■ **What is needed**
From the first line of the data below through the line holding "#![forbid(unsafe_code)]", write out each line exactly as it stands.

START Records supplied

//! Glyphfx turns text into per-glyph vector outlines, runs them through a stack of path
//! effects, animates effect parameters over time and exports the result as a looping GIF.
//!
//! - Lay text out with a [`GlyphOutlineProvider`] and apply an effect list with
//!   [`render_frame`]
//! - Rasterize a [`Frame`] with [`rasterize`] or write it as SVG with [`Frame::to_svg`]
//! - Sample animated parameters per frame and encode with [`export_animation`] or
//!   [`ExportJob::run`]
#![forbid(unsafe_code)]
#![deny(missing_docs)]

mod foundation;

/// Parameter animation over time.
pub mod animation;
/// Project files.
pub mod config;
/// Scene-to-scene path effects.
pub mod effects;
/// Palette quantization and GIF encoding.
pub mod encode;
/// Animated export.
pub mod export;
/// Glyph outline providers.
pub mod glyph;
/// Path command model.
pub mod path;
/// Saved state.
pub mod persist;
/// Frames, rasterization and SVG.
pub mod render;
/// Styled outline scenes.
pub mod scene;

pub use crate::foundation::core::{Affine, BezPath, Canvas, Point, Rect, Rgba8, Vec2, Viewport};
pub use crate::foundation::error::{GlyphfxError, GlyphfxResult};

pub use crate::animation::anim::{AnimationConfig, EffectAnimations, resolve_effects};
pub use crate::config::project::ProjectConfig;
pub use crate::effects::model::{Effect, EffectKind, EffectParams};
pub use crate::effects::pipeline::apply_effects;
pub use crate::encode::gif::GifSink;
pub use crate::encode::sink::{AnimationSink, InMemorySink};
pub use crate::export::pipeline::{
    ExportHost, ExportJob, ExportOpts, ExportSlot, NoopHost, export_animation,
};
pub use crate::glyph::provider::{GlyphOutline, GlyphOutlineProvider, MemoryOutlineProvider};
pub use crate::glyph::ttf::TtfOutlineProvider;
pub use crate::render::cpu::{FrameRGBA, rasterize};
pub use crate::render::frame::{Frame, RenderOpts, render_frame};
pub use crate::scene::model::Scene;
use std::fs::File;
use std::io::{BufReader, Read};
use std::path::{Path, PathBuf};

use anyhow::Context;

use crate::animation::anim::{EffectAnimations, retain_declared};
use crate::effects::model::Effect;
use crate::export::pipeline::ExportOpts;
use crate::foundation::error::{GlyphfxError, GlyphfxResult};
use crate::render::frame::RenderOpts;

/// A complete project: what to draw, with which font, and how to export it.
///
/// ```json
/// {
///   "text": "Hi",
///   "font": "fonts/Inter.ttf",
///   "fontSize": 72,
///   "effects": [{ "id": "c", "type": "color", "parameters": { "hue": 120 } }],
///   "animations": { "c": { "hue": { "enabled": true, "min": 0, "max": 360 } } },
///   "export": { "width": 400, "height": 200, "fps": 15, "duration": 2 }
/// }
/// ```
#[derive(Clone, Debug, PartialEq, serde::Serialize, serde::Deserialize)]
#[serde(default, rename_all = "camelCase")]
pub struct ProjectConfig {
    /// Text to lay out.
    pub text: String,
    /// Font file, relative paths resolve against the project file's directory.
    pub font: Option<PathBuf>,
    /// Draw hairline outlines instead of filled glyphs.
    pub wireframe: bool,
    /// Em size in scene units.
    pub font_size: f64,
    /// Viewport padding in scene units.
    pub padding: f64,
    /// Effect stack, applied in order.
    pub effects: Vec<Effect>,
    /// Parameter animations keyed by effect id.
    pub animations: EffectAnimations,
    /// Export settings.
    pub export: ExportOpts,
}

impl Default for ProjectConfig {
    fn default() -> Self {
        let render = RenderOpts::default();
        Self {
            text: String::new(),
            font: None,
            wireframe: false,
            font_size: render.font_size,
            padding: render.padding,
            effects: Vec::new(),
            animations: EffectAnimations::new(),
            export: ExportOpts::default(),
        }
    }
}

impl ProjectConfig {
    /// Read a project file. A relative `font` is resolved against the file's directory.
    pub fn from_path(path: impl AsRef<Path>) -> GlyphfxResult<Self> {
        let path = path.as_ref();
        let f = File::open(path)
            .with_context(|| format!("failed to open project '{}'", path.display()))?;
        let mut cfg = Self::from_reader(BufReader::new(f))?;
        if let Some(font) = cfg.font.take() {
            cfg.font = Some(match path.parent() {
                Some(dir) if font.is_relative() => dir.join(font),
                _ => font,
            });
        }
        Ok(cfg)
    }

    /// Parse a project from JSON.
    ///
    /// Effect parameters are clamped into their declared ranges and animations of
    /// undeclared parameters are dropped.
    pub fn from_reader(reader: impl Read) -> GlyphfxResult<Self> {
        let mut cfg: Self = serde_json::from_reader(reader)
            .map_err(|e| GlyphfxError::serde(format!("invalid project JSON: {e}")))?;
        cfg.normalize()?;
        Ok(cfg)
    }

    fn normalize(&mut self) -> GlyphfxResult<()> {
        if !self.font_size.is_finite() || self.font_size <= 0.0 {
            return Err(GlyphfxError::validation("fontSize must be finite and > 0"));
        }
        if !self.padding.is_finite() || self.padding < 0.0 {
            return Err(GlyphfxError::validation("padding must be finite and >= 0"));
        }
        for (i, e) in self.effects.iter().enumerate() {
            if self.effects[..i].iter().any(|prev| prev.id == e.id) {
                return Err(GlyphfxError::validation(format!(
                    "duplicate effect id '{}'",
                    e.id
                )));
            }
        }
        for e in &mut self.effects {
            e.params.clamp();
        }
        let dropped = retain_declared(&mut self.animations, &self.effects);
        if dropped > 0 {
            tracing::warn!(dropped, "ignoring animations of undeclared parameters");
        }
        Ok(())
    }

    /// Layout options for single-frame rendering.
    pub fn render_opts(&self) -> RenderOpts {
        RenderOpts {
            font_size: self.font_size,
            padding: self.padding,
            foreground: self.export.foreground.clone(),
        }
    }

    /// Export settings with the project's layout filled in.
    pub fn export_opts(&self) -> ExportOpts {
        ExportOpts {
            font_size: self.font_size,
            padding: self.padding,
            ..self.export.clone()
        }
    }
}

#[cfg(test)]
#[path = "../../tests/unit/config/project.rs"]
mod tests;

END Records supplied

■ **Exercise output**
//! Glyphfx turns text into per-glyph vector outlines, runs them through a stack of path
//! effects, animates effect parameters over time and exports the result as a looping GIF.
//!
//! - Lay text out with a [`GlyphOutlineProvider`] and apply an effect list with
//!   [`render_frame`]
//! - Rasterize a [`Frame`] with [`rasterize`] or write it as SVG with [`Frame::to_svg`]
//! - Sample animated parameters per frame and encode with [`export_animation`] or
//!   [`ExportJob::run`]
#![forbid(unsafe_code)]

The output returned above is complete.